### SOURCE RECORDS
————
//! Query Facade
//!
//! Read-only view over the scanner consumed by the REST gateway. Errors from
//! the scanning tasks never surface here: a stalled cursor is the only
//! visible symptom of a sick RPC endpoint.

use crate::models::TransactionRecord;

pub trait QueryFacade: Send + Sync {
    /// Last block fully attempted by the forward poll (0 before startup)
    fn current_block(&self) -> u64;

    /// Subscribe `address`; `false` means it was already subscribed
    fn subscribe(&self, address: &str) -> bool;

    /// Records filed under `address`, in arrival order
    fn get_transactions(&self, address: &str) -> Vec<TransactionRecord>;

    fn subscription_count(&self) -> usize;
}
————
### DIRECTIONS
State the number of lines in the preceding entries that include the word "self". Provide nothing else.

### EXPECTED ANSWER
4